pub mod api;
pub mod auth;
pub mod bus;
pub mod config;
pub mod engine;
pub mod error;
pub mod geo;
pub mod hub;
pub mod models;
pub mod observability;
pub mod state;
pub mod store;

•••••

Up to and including the last line of the records above, print exactly every line from the one that contains "pub mod error;" onward.

Solution below
pub mod error;
pub mod geo;
pub mod hub;
pub mod models;
pub mod observability;
pub mod state;
pub mod store;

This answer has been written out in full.